St. Proclus calls her "the unsullied shell which contains the pearl of price," "the sacred shrine of sinlessness," "the golden altar of holocaust," "the holy oil of anointing," "the costly alabaster box of spikenard," "the ark gilt within and without," "the heifer whose ashes, that is, the Lord's Body taken from her, cleanses those who are defiled by the pollution of sin," "the fair bride of the Canticles," "the stay (στήριγμα) of believers," "the Church's diadem," "the expression of orthodoxy." These are oratorical expressions; but we use oratory on great subjects, not on small. Elsewhere he calls her "God's only bridge to man;" and elsewhere he breaks forth, "Run through all creation in your thoughts, and see if there be equal to, or greater than, the Holy Virgin Mother of God."

12.

Theodotus too, one of the Fathers of Ephesus, or whoever it is whose Homilies are given to St.
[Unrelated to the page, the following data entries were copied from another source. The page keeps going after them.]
//! Reading ingestion: window, evaluate, raise.

use std::sync::Arc;

use vitalwatch_core::alert::Alert;
use vitalwatch_core::decision::DecisionEngine;
use vitalwatch_core::rules::AlertRules;
use vitalwatch_core::vitals::VitalReading;
use vitalwatch_core::window::VitalWindows;

use crate::lifecycle::AlertLifecycleManager;

/// Turns vital readings into alerts.
#[derive(Debug)]
pub struct AlertPipeline {
    engine: DecisionEngine,
    windows: VitalWindows,
    lifecycle: Arc<AlertLifecycleManager>,
}

impl AlertPipeline {
    pub fn new(rules: AlertRules, lifecycle: Arc<AlertLifecycleManager>) -> Self {
        Self {
            windows: VitalWindows::for_rules(&rules),
            engine: DecisionEngine::new(rules),
            lifecycle,
        }
    }

    /// Add `reading` to its window and raise an alert if a tier is crossed.
    ///
    /// The window is cleared after an alert so the same streak does not fire
    /// again on the next reading.
    pub async fn process_reading(
        &self,
        reading: &VitalReading,
        context: Option<serde_json::Value>,
    ) -> Option<Alert> {
        let decision = self.windows.push_and_take(
            &reading.patient_id,
            &reading.vital_type,
            reading.sample(),
            |window| {
                self.engine
                    .evaluate(&reading.patient_id, &reading.vital_type, window)
            },
        )?;

        Some(self.lifecycle.raise(&reading.patient_id, &decision, context).await)
    }
}

/// Alert context carried by an ingestion payload.
///
/// Merges the `context` and `metadata` objects (later keys win) and copies a
/// top-level `age`. Returns `None` when nothing is present.
pub fn extract_context(payload: &serde_json::Value) -> Option<serde_json::Value> {
    let data = payload.as_object()?;
    let mut context = serde_json::Map::new();

    for key in ["context", "metadata"] {
        if let Some(serde_json::Value::Object(fields)) = data.get(key) {
            context.extend(fields.iter().map(|(k, v)| (k.clone(), v.clone())));
        }
    }
    if let Some(age) = data.get("age").filter(|v| !v.is_null()) {
        context.insert("age".to_string(), age.clone());
    }

    (!context.is_empty()).then(|| serde_json::Value::Object(context))
}

#[cfg(test)]
mod tests {
    use chrono::{Duration, Utc};
    use serde_json::json;
    use tokio::sync::mpsc;
    use vitalwatch_core::roles::Role;
    use vitalwatch_core::rules::{Threshold, TierPolicy, VitalRule};

    use super::*;
    use crate::lifecycle::LifecycleConfig;
    use crate::registry::{PatientScope, SubscriberRegistry};
    use crate::sink::{QueueSink, SharedEvent};

    fn pipeline() -> (AlertPipeline, mpsc::Receiver<SharedEvent>) {
        let registry = Arc::new(SubscriberRegistry::new());
        let (sink, rx) = QueueSink::channel();
        registry.subscribe(PatientScope::patient("p1"), Role::Patient, Arc::new(sink));
        let lifecycle = Arc::new(AlertLifecycleManager::new(registry, LifecycleConfig::default()));
        (AlertPipeline::new(AlertRules::default(), lifecycle), rx)
    }

    fn reading(value: serde_json::Value, offset_secs: i64) -> VitalReading {
        VitalReading::from_raw(
            "p1",
            "heart_rate",
            &value,
            Some("bpm"),
            Some(Utc::now() + Duration::seconds(offset_secs)),
        )
        .unwrap()
    }

    #[tokio::test(start_paused = true)]
    async fn sustained_violation_raises_most_severe_tier() {
        let (pipeline, mut rx) = pipeline();

        assert!(pipeline.process_reading(&reading(json!(190), 0), None).await.is_none());
        assert!(pipeline.process_reading(&reading(json!("192"), 1), None).await.is_none());
        let alert = pipeline
            .process_reading(&reading(json!(188.0), 2), Some(json!({"age": 71})))
            .await
            .expect("critical alert");

        assert_eq!(alert.tier, "critical");
        assert_eq!(alert.vitals_window, vec![190.0, 192.0, 188.0]);
        assert_eq!(alert.context, Some(json!({"age": 71})));
        assert_eq!(rx.try_recv().unwrap().name(), "alert");

        // Window restarts after an alert.
        assert!(pipeline.process_reading(&reading(json!(190), 3), None).await.is_none());
    }

    #[tokio::test(start_paused = true)]
    async fn in_range_readings_raise_nothing() {
        let (pipeline, mut rx) = pipeline();
        for i in 0..5 {
            assert!(pipeline.process_reading(&reading(json!(80), i), None).await.is_none());
        }
        assert!(rx.try_recv().is_err());
    }

    #[tokio::test(start_paused = true)]
    async fn broken_vital_rules_do_not_affect_others() {
        let rules = AlertRules::empty()
            .with_level(TierPolicy::new("critical", 3).with_initial_recipients(vec![Role::Caregiver]))
            .with_vital(
                "heart_rate",
                VitalRule::default().with_level("critical", Threshold::new(Some(40.0), Some(180.0))),
            )
            .with_vital(
                "spo2",
                VitalRule::default().with_level("critical", Threshold::new(Some(95.0), Some(90.0))),
            );
        let registry = Arc::new(SubscriberRegistry::new());
        let lifecycle = Arc::new(AlertLifecycleManager::new(registry, LifecycleConfig::default()));
        let pipeline = AlertPipeline::new(rules, lifecycle);

        for i in 0..3 {
            let spo2 = VitalReading::from_raw("p1", "spo2", &json!(50), None, None).unwrap();
            assert!(pipeline.process_reading(&spo2, None).await.is_none());
            let hr = reading(json!(200), i);
            let raised = pipeline.process_reading(&hr, None).await;
            assert_eq!(raised.is_some(), i == 2);
        }
    }

    #[tokio::test(flavor = "multi_thread", worker_threads = 4)]
    async fn concurrent_readings_raise_one_alert_per_streak() {
        let registry = Arc::new(SubscriberRegistry::new());
        let lifecycle = Arc::new(AlertLifecycleManager::new(registry, LifecycleConfig::default()));
        let pipeline = Arc::new(AlertPipeline::new(AlertRules::default(), lifecycle));

        for round in 0..50 {
            // Rounds sit past the stale limit, so each starts with an empty window.
            let base = round * 1000;
            assert!(pipeline.process_reading(&reading(json!(190), base), None).await.is_none());
            assert!(pipeline.process_reading(&reading(json!(190), base + 1), None).await.is_none());

            let tasks: Vec<_> = (0..2)
                .map(|_| {
                    let pipeline = Arc::clone(&pipeline);
                    let next = reading(json!(190), base + 2);
                    tokio::spawn(async move { pipeline.process_reading(&next, None).await })
                })
                .collect();

            let mut raised = 0;
            for task in tasks {
                if task.await.unwrap().is_some() {
                    raised += 1;
                }
            }
            assert_eq!(raised, 1, "round {round}");
        }
    }

    #[test]
    fn context_merges_context_metadata_and_age() {
        let payload = json!({
            "context": {"room": "12", "ward": "A"},
            "metadata": {"ward": "B", "device": "band"},
            "age": 64
        });
        assert_eq!(
            extract_context(&payload),
            Some(json!({"room": "12", "ward": "B", "device": "band", "age": 64}))
        );
        assert_eq!(extract_context(&json!({"value": 1})), None);
        assert_eq!(extract_context(&json!([1, 2])), None);
    }
}
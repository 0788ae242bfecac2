//! Delivery endpoints for alert observers.
//!
//! Every observer connection is an [`AlertSink`]. Two disciplines exist:
//!
//! - [`PushSink`]: the event is handed straight to the connection writer.
//!   The hand-off may wait briefly for room, bounded by a timeout; a closed
//!   or stuck connection is reported so the registry can drop it.
//! - [`QueueSink`]: the event goes into a bounded buffer (capacity
//!   [`QUEUE_SINK_CAPACITY`]) that the observer drains at its own pace.
//!   Enqueueing never waits; when the buffer is full the new event is
//!   dropped.

use std::fmt;
use std::sync::Arc;
use std::time::Duration;

use async_trait::async_trait;
use tokio::sync::mpsc;
use tokio::sync::mpsc::error::{SendTimeoutError, TrySendError};

use crate::event::AlertEvent;

/// Buffer size for queue-based observers.
pub const QUEUE_SINK_CAPACITY: usize = 100;

/// How long a push delivery may wait for the connection writer.
pub const DEFAULT_PUSH_TIMEOUT: Duration = Duration::from_secs(2);

/// Events are shared between all sinks of a broadcast.
pub type SharedEvent = Arc<AlertEvent>;

#[derive(Debug, Clone, Copy, PartialEq, Eq)]
pub enum SinkKind {
    Push,
    Queue,
}

/// Why a single delivery did not happen.
#[derive(Debug, Clone, PartialEq, Eq, thiserror::Error)]
pub enum SinkError {
    /// The observer went away.
    #[error("Sink disconnected")]
    Disconnected,

    /// A push connection did not accept the event in time.
    #[error("Sink did not accept the event within {0:?}")]
    Timeout(Duration),

    /// A queue observer is not keeping up; the event was dropped.
    #[error("Sink queue full (capacity {0}), event dropped")]
    Overflow(usize),
}

impl SinkError {
    /// Whether the sink should be removed from the registry.
    pub fn is_fatal(&self) -> bool {
        matches!(self, SinkError::Disconnected | SinkError::Timeout(_))
    }
}

/// A delivery endpoint for one observer.
#[async_trait]
pub trait AlertSink: fmt::Debug + Send + Sync {
    fn kind(&self) -> SinkKind;

    /// Hand `event` to the observer.
    async fn deliver(&self, event: SharedEvent) -> Result<(), SinkError>;
}

// ---------------------------------------------------------------------------
// PushSink
// ---------------------------------------------------------------------------

/// Frames written by a push connection's writer task.
#[derive(Debug, Clone)]
pub enum PushFrame {
    Event(SharedEvent),
    /// Idle keepalive; carries no alert.
    Keepalive,
    Close,
}

/// Push delivery over a connection writer channel.
#[derive(Debug, Clone)]
pub struct PushSink {
    tx: mpsc::Sender<PushFrame>,
    timeout: Duration,
}

impl PushSink {
    pub fn new(tx: mpsc::Sender<PushFrame>, timeout: Duration) -> Self {
        Self { tx, timeout }
    }

    /// Create a sink together with the receiver its writer task drains.
    pub fn channel(buffer: usize, timeout: Duration) -> (Self, mpsc::Receiver<PushFrame>) {
        let (tx, rx) = mpsc::channel(buffer.max(1));
        (Self::new(tx, timeout), rx)
    }

    /// The underlying writer channel, for keepalive and close frames.
    pub fn sender(&self) -> mpsc::Sender<PushFrame> {
        self.tx.clone()
    }
}

#[async_trait]
impl AlertSink for PushSink {
    fn kind(&self) -> SinkKind {
        SinkKind::Push
    }

    async fn deliver(&self, event: SharedEvent) -> Result<(), SinkError> {
        match self.tx.send_timeout(PushFrame::Event(event), self.timeout).await {
            Ok(()) => Ok(()),
            Err(SendTimeoutError::Timeout(_)) => Err(SinkError::Timeout(self.timeout)),
            Err(SendTimeoutError::Closed(_)) => Err(SinkError::Disconnected),
        }
    }
}

// ---------------------------------------------------------------------------
// QueueSink
// ---------------------------------------------------------------------------

/// Bounded, non-blocking queue delivery.
#[derive(Debug, Clone)]
pub struct QueueSink {
    tx: mpsc::Sender<SharedEvent>,
    capacity: usize,
}

impl QueueSink {
    /// A queue of [`QUEUE_SINK_CAPACITY`] events and its draining end.
    pub fn channel() -> (Self, mpsc::Receiver<SharedEvent>) {
        Self::with_capacity(QUEUE_SINK_CAPACITY)
    }

    pub fn with_capacity(capacity: usize) -> (Self, mpsc::Receiver<SharedEvent>) {
        let capacity = capacity.max(1);
        let (tx, rx) = mpsc::channel(capacity);
        (Self { tx, capacity }, rx)
    }

    pub fn capacity(&self) -> usize {
        self.capacity
    }
}

#[async_trait]
impl AlertSink for QueueSink {
    fn kind(&self) -> SinkKind {
        SinkKind::Queue
    }

    async fn deliver(&self, event: SharedEvent) -> Result<(), SinkError> {
        match self.tx.try_send(event) {
            Ok(()) => Ok(()),
            Err(TrySendError::Full(_)) => Err(SinkError::Overflow(self.capacity)),
            Err(TrySendError::Closed(_)) => Err(SinkError::Disconnected),
        }
    }
}

// ---------------------------------------------------------------------------
// Tests
// ---------------------------------------------------------------------------

#[cfg(test)]
mod tests {
    use assert_matches::assert_matches;

    use super::*;
    use crate::event::tests::sample_alert;

    fn event() -> SharedEvent {
        Arc::new(AlertEvent::raised(&sample_alert()))
    }

    #[tokio::test]
    async fn queue_sink_holds_at_most_capacity() {
        let (sink, mut rx) = QueueSink::channel();

        for _ in 0..QUEUE_SINK_CAPACITY {
            sink.deliver(event()).await.expect("room in queue");
        }
        assert_eq!(
            sink.deliver(event()).await,
            Err(SinkError::Overflow(QUEUE_SINK_CAPACITY))
        );

        let mut drained = 0;
        while rx.try_recv().is_ok() {
            drained += 1;
        }
        assert_eq!(drained, QUEUE_SINK_CAPACITY);
    }

    #[tokio::test]
    async fn queue_sink_reports_disconnect() {
        let (sink, rx) = QueueSink::channel();
        drop(rx);
        let err = sink.deliver(event()).await.unwrap_err();
        assert_eq!(err, SinkError::Disconnected);
        assert!(err.is_fatal());
    }

    #[tokio::test]
    async fn push_sink_forwards_event_frames() {
        let (sink, mut rx) = PushSink::channel(4, DEFAULT_PUSH_TIMEOUT);
        assert_eq!(sink.kind(), SinkKind::Push);

        sink.deliver(event()).await.unwrap();
        assert_matches!(rx.recv().await, Some(PushFrame::Event(e)) if e.name() == "alert");
    }

    #[tokio::test(start_paused = true)]
    async fn push_sink_times_out_on_stuck_writer() {
        let (sink, _rx) = PushSink::channel(1, Duration::from_millis(50));
        sink.deliver(event()).await.unwrap();

        let err = sink.deliver(event()).await.unwrap_err();
        assert_eq!(err, SinkError::Timeout(Duration::from_millis(50)));
        assert!(err.is_fatal());
    }

    #[tokio::test]
    async fn push_sink_reports_disconnect() {
        let (sink, rx) = PushSink::channel(1, DEFAULT_PUSH_TIMEOUT);
        drop(rx);
        assert_eq!(sink.deliver(event()).await, Err(SinkError::Disconnected));
    }

    #[test]
    fn overflow_is_not_fatal() {
        assert!(!SinkError::Overflow(100).is_fatal());
    }
}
Amphilochius:—"As debtors and God's well-affected servants, let us make confession to God the Word and to His Mother, of the gift of words, as far as we are able. . . Hail, Mother, clad in light, of the light which sets not; hail all-undefiled mother of holiness; hail most pellucid fountain of the life-giving stream!" After speaking of the Incarnation, he continues, "Such paradoxes doth the Divine Virgin Mother ever bring to us in her holy irradiations, for with her is the Fount of Life, and breasts of the spiritual and guileless milk; from which to suck the sweetness, we have even now earnestly run to her, not as in forgetfulness of what has gone before, but in desire of what is to come."